How supportive were your family and friends of you midlife adoption?
Arriving back home with our daughter, we expected our wide berth of family and friends (and the world, come to think of it) to share our joy. However, their reactions were puzzling—jealousy and confusion. Most of them were completely shocked and in disbelief. They simply had no idea that we were going to pursue a family, again. I do not think anyone was thinking in terms of supporting us when they thought we’d gone “mad.”

I started questioning myself at every turn: Why would we do this? Why had we done this?”

What challenges did you encounter?
I (more than my husband) felt totally alone. Although our decision seemed perfectly logical, it seemed like the rest of the world didn’t agree. Adopting a child in middle age left me feeling isolated and lonely. I could not find anyone doing what we’d done, anywhere. Everything a new mother might consider—from finding (same age) contemporaries to share parenting experiences and parenting stories with to talking about body changes with childbirth, for example, I did not have. Remember that I had co-parented two children already who were now in college. I had little fortitude for the sometime “foolishness” (I felt at that point) of new mothering or even new parenting (i.e. “keeping up with the Jones”) and found this, too, to be disconcerting. Even the few women I could find, nationally and online, who had chosen new older motherhood did not want to connect nor publicize their ages/stages (a theme I found more frequently during all my projects), choosing anonymity and the comfort of small inner circles.

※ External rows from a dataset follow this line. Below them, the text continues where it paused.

//! In-memory client that records statements instead of running them.

use std::sync::{Arc, Mutex, MutexGuard, PoisonError};

use async_trait::async_trait;
use schemagate_core::CompiledQuery;

use super::{ClientError, Row, SqlClient, Transaction, TransactionalClient};

#[derive(Debug, Default)]
struct State {
    executed: Vec<CompiledQuery>,
    responses: Vec<(String, Vec<Row>)>,
    failures: Vec<String>,
    commits: usize,
    rollbacks: usize,
}

impl State {
    /// Canned rows for the first response whose needle occurs in the SQL.
    fn answer(&self, query: &CompiledQuery) -> Result<Vec<Row>, ClientError> {
        if self.failures.iter().any(|needle| query.sql.contains(needle.as_str())) {
            return Err(ClientError::Query {
                sql: query.sql.clone(),
                message: "simulated failure".to_string(),
            });
        }
        Ok(self
            .responses
            .iter()
            .find(|(needle, _)| query.sql.contains(needle.as_str()))
            .map(|(_, rows)| rows.clone())
            .unwrap_or_default())
    }
}

/// Records every statement it is asked to run.
///
/// Statements run inside a transaction only show up in
/// [`executed`](Self::executed) once the transaction commits. Clones share
/// the same log.
///
/// ```rust
/// use schemagate_core::CompiledQuery;
/// use schemagate_migrate::client::{RecordingClient, SqlClient};
///
/// # #[tokio::main(flavor = "current_thread")]
/// # async fn main() {
/// let client = RecordingClient::new();
/// client
///     .execute_none(&CompiledQuery::unparameterized("SELECT 1"))
///     .await
///     .unwrap();
/// assert_eq!(client.statements(), ["SELECT 1"]);
/// # }
/// ```
#[derive(Debug, Clone, Default)]
pub struct RecordingClient {
    state: Arc<Mutex<State>>,
}

impl RecordingClient {
    /// An empty recorder that answers every query with no rows.
    #[must_use]
    pub fn new() -> Self {
        Self::default()
    }

    /// Answers statements containing `needle` with `rows`.
    #[must_use]
    pub fn respond_to(self, needle: impl Into<String>, rows: Vec<Row>) -> Self {
        self.lock().responses.push((needle.into(), rows));
        self
    }

    /// Fails statements containing `needle`.
    #[must_use]
    pub fn fail_on(self, needle: impl Into<String>) -> Self {
        self.lock().failures.push(needle.into());
        self
    }

    /// Statements that ran outside a transaction or in a committed one.
    #[must_use]
    pub fn executed(&self) -> Vec<CompiledQuery> {
        self.lock().executed.clone()
    }

    /// SQL text of [`executed`](Self::executed).
    #[must_use]
    pub fn statements(&self) -> Vec<String> {
        self.lock().executed.iter().map(|q| q.sql.clone()).collect()
    }

    /// Number of committed transactions.
    #[must_use]
    pub fn commits(&self) -> usize {
        self.lock().commits
    }

    /// Number of rolled back transactions.
    #[must_use]
    pub fn rollbacks(&self) -> usize {
        self.lock().rollbacks
    }

    /// Forgets recorded statements and transaction counts.
    pub fn clear(&self) {
        let mut state = self.lock();
        state.executed.clear();
        state.commits = 0;
        state.rollbacks = 0;
    }

    fn lock(&self) -> MutexGuard<'_, State> {
        self.state.lock().unwrap_or_else(PoisonError::into_inner)
    }

    fn run(&self, query: &CompiledQuery) -> Result<Vec<Row>, ClientError> {
        let mut state = self.lock();
        let rows = state.answer(query)?;
        state.executed.push(query.clone());
        Ok(rows)
    }
}

fn affected(rows: &[Row]) -> u64 {
    u64::try_from(rows.len()).unwrap_or(u64::MAX)
}

#[async_trait]
impl SqlClient for RecordingClient {
    async fn execute_none(&self, query: &CompiledQuery) -> Result<u64, ClientError> {
        self.run(query).map(|rows| affected(&rows))
    }

    async fn execute_any(&self, query: &CompiledQuery) -> Result<Vec<Row>, ClientError> {
        self.run(query)
    }
}

#[async_trait]
impl TransactionalClient for RecordingClient {
    async fn begin(&self) -> Result<Box<dyn Transaction>, ClientError> {
        Ok(Box::new(RecordingTransaction {
            client: self.clone(),
            pending: Mutex::new(Some(Vec::new())),
        }))
    }
}

/// Transaction of a [`RecordingClient`]; buffers statements until commit.
#[derive(Debug)]
pub struct RecordingTransaction {
    client: RecordingClient,
    pending: Mutex<Option<Vec<CompiledQuery>>>,
}

impl RecordingTransaction {
    fn run(&self, query: &CompiledQuery) -> Result<Vec<Row>, ClientError> {
        let rows = self.client.lock().answer(query)?;
        self.pending
            .lock()
            .unwrap_or_else(PoisonError::into_inner)
            .as_mut()
            .ok_or(ClientError::Closed)?
            .push(query.clone());
        Ok(rows)
    }

    fn close(&self) -> Result<Vec<CompiledQuery>, ClientError> {
        self.pending
            .lock()
            .unwrap_or_else(PoisonError::into_inner)
            .take()
            .ok_or(ClientError::Closed)
    }
}

#[async_trait]
impl SqlClient for RecordingTransaction {
    async fn execute_none(&self, query: &CompiledQuery) -> Result<u64, ClientError> {
        self.run(query).map(|rows| affected(&rows))
    }

    async fn execute_any(&self, query: &CompiledQuery) -> Result<Vec<Row>, ClientError> {
        self.run(query)
    }
}

#[async_trait]
impl Transaction for RecordingTransaction {
    async fn commit(&mut self) -> Result<(), ClientError> {
        let statements = self.close()?;
        let mut state = self.client.lock();
        state.executed.extend(statements);
        state.commits += 1;
        Ok(())
    }

    async fn rollback(&mut self) -> Result<(), ClientError> {
        self.close()?;
        self.client.lock().rollbacks += 1;
        Ok(())
    }

    fn as_client(&self) -> &dyn SqlClient {
        self
    }
}
//! Token-based queries and their compilation to `{sql, args}`.
//!
//! A [`Query`] is an ordered list of [`Token`]s. Compilation renders raw
//! fragments verbatim, quotes identifiers, and replaces every parameter with a
//! positional placeholder (`$1`, `$2`, ...) whose value goes to `args`.
//!
//! Callers can only add raw SQL as `&'static str`, so runtime strings cannot
//! reach the SQL text except as quoted identifiers or bind parameters:
//!
//! ```rust
//! use schemagate_core::ident::Identifier;
//! use schemagate_core::query::Query;
//!
//! let posts = Identifier::new("Posts").unwrap();
//! let compiled = Query::new()
//!     .raw("UPDATE")
//!     .ident(&posts)
//!     .raw("SET \"draft\" = FALSE WHERE \"userId\" =")
//!     .param("abc")
//!     .compile();
//!
//! assert_eq!(compiled.sql, r#"UPDATE "Posts" SET "draft" = FALSE WHERE "userId" = $1"#);
//! assert_eq!(compiled.args.len(), 1);
//! ```

use std::borrow::Cow;
use std::fmt;

use crate::ident::Identifier;
use crate::value::{SqlValue, ToSqlValue};

/// A raw SQL fragment.
///
/// Public code can only create one from a `&'static str`; owned fragments
/// (column types, escaped schema literals) are produced inside this crate.
#[derive(Debug, Clone, PartialEq, Eq)]
pub struct RawSql(Cow<'static, str>);

impl RawSql {
    pub(crate) fn owned(sql: String) -> Self {
        Self(Cow::Owned(sql))
    }

    /// The fragment text.
    #[must_use]
    pub fn as_str(&self) -> &str {
        &self.0
    }
}

impl From<&'static str> for RawSql {
    fn from(sql: &'static str) -> Self {
        Self(Cow::Borrowed(sql))
    }
}

/// One element of a query.
#[derive(Debug, Clone, PartialEq)]
pub enum Token {
    /// SQL text emitted as-is.
    Raw(RawSql),
    /// A quoted identifier.
    Ident(Identifier),
    /// A bound value, emitted as `$n`.
    Param(SqlValue),
}

/// An ordered sequence of tokens.
#[derive(Debug, Clone, Default, PartialEq)]
pub struct Query {
    tokens: Vec<Token>,
}

impl Query {
    /// Creates an empty query.
    #[must_use]
    pub const fn new() -> Self {
        Self { tokens: Vec::new() }
    }

    /// Appends a static SQL fragment.
    #[must_use]
    pub fn raw(mut self, sql: &'static str) -> Self {
        self.tokens.push(Token::Raw(RawSql::from(sql)));
        self
    }

    /// Appends a quoted identifier.
    #[must_use]
    pub fn ident(mut self, ident: &Identifier) -> Self {
        self.tokens.push(Token::Ident(ident.clone()));
        self
    }

    /// Appends a bind parameter.
    #[must_use]
    pub fn param(mut self, value: impl ToSqlValue) -> Self {
        self.tokens.push(Token::Param(value.to_sql_value()));
        self
    }

    /// Appends every token of `other`.
    #[must_use]
    pub fn append(mut self, other: Self) -> Self {
        self.tokens.extend(other.tokens);
        self
    }

    pub(crate) fn fragment(mut self, sql: String) -> Self {
        self.tokens.push(Token::Raw(RawSql::owned(sql)));
        self
    }

    /// The tokens, in order.
    #[must_use]
    pub fn tokens(&self) -> &[Token] {
        &self.tokens
    }

    /// `true` if the query has no tokens.
    #[must_use]
    pub fn is_empty(&self) -> bool {
        self.tokens.is_empty()
    }

    /// Renders the query.
    ///
    /// Tokens are separated by a single space, except that no space follows
    /// `(` and none precedes `)` or `,`.
    #[must_use]
    pub fn compile(&self) -> CompiledQuery {
        let mut sql = String::new();
        let mut args = Vec::new();

        for token in &self.tokens {
            let piece: Cow<'_, str> = match token {
                Token::Raw(raw) => Cow::Borrowed(raw.as_str()),
                Token::Ident(ident) => Cow::Owned(ident.quoted()),
                Token::Param(value) => {
                    args.push(value.clone());
                    Cow::Owned(format!("${}", args.len()))
                }
            };
            if piece.is_empty() {
                continue;
            }
            if !sql.is_empty()
                && !sql.ends_with('(')
                && !piece.starts_with(')')
                && !piece.starts_with(',')
            {
                sql.push(' ');
            }
            sql.push_str(&piece);
        }

        CompiledQuery { sql, args }
    }
}

/// A compiled query: SQL text with `$n` placeholders plus the bound values.
#[derive(Debug, Clone, Default, PartialEq)]
pub struct CompiledQuery {
    /// SQL text.
    pub sql: String,
    /// Values for `$1..$n`, in order.
    pub args: Vec<SqlValue>,
}

impl CompiledQuery {
    /// A statement without parameters.
    #[must_use]
    pub fn unparameterized(sql: impl Into<String>) -> Self {
        Self {
            sql: sql.into(),
            args: Vec::new(),
        }
    }
}

impl fmt::Display for CompiledQuery {
    fn fmt(&self, f: &mut fmt::Formatter<'_>) -> fmt::Result {
        f.write_str(&self.sql)
    }
}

What did you learn about yourself through this process?
I learned how resilient, determined, creative, strong, talented, inventive, inquisitive, outgoing, connected to others, and passionate about women’s causes I can be. It has been said many times that my work makes me a pioneer. I did not intend for this to happen, but I feel passionately concerted about carrying on the mantel for subsequent generations of women.

Looking back, is there anything you’d have done differently?
I might have more seriously considered the ramifications of what we were undertaking, both at our respective ages and with the uncertainty of adopting kids. However, I would not have remotely become the person I am today had we not adopted, and I like what I see (in myself).

Recent photo of our family

What advice do you have for women seeking reinvention in midlife?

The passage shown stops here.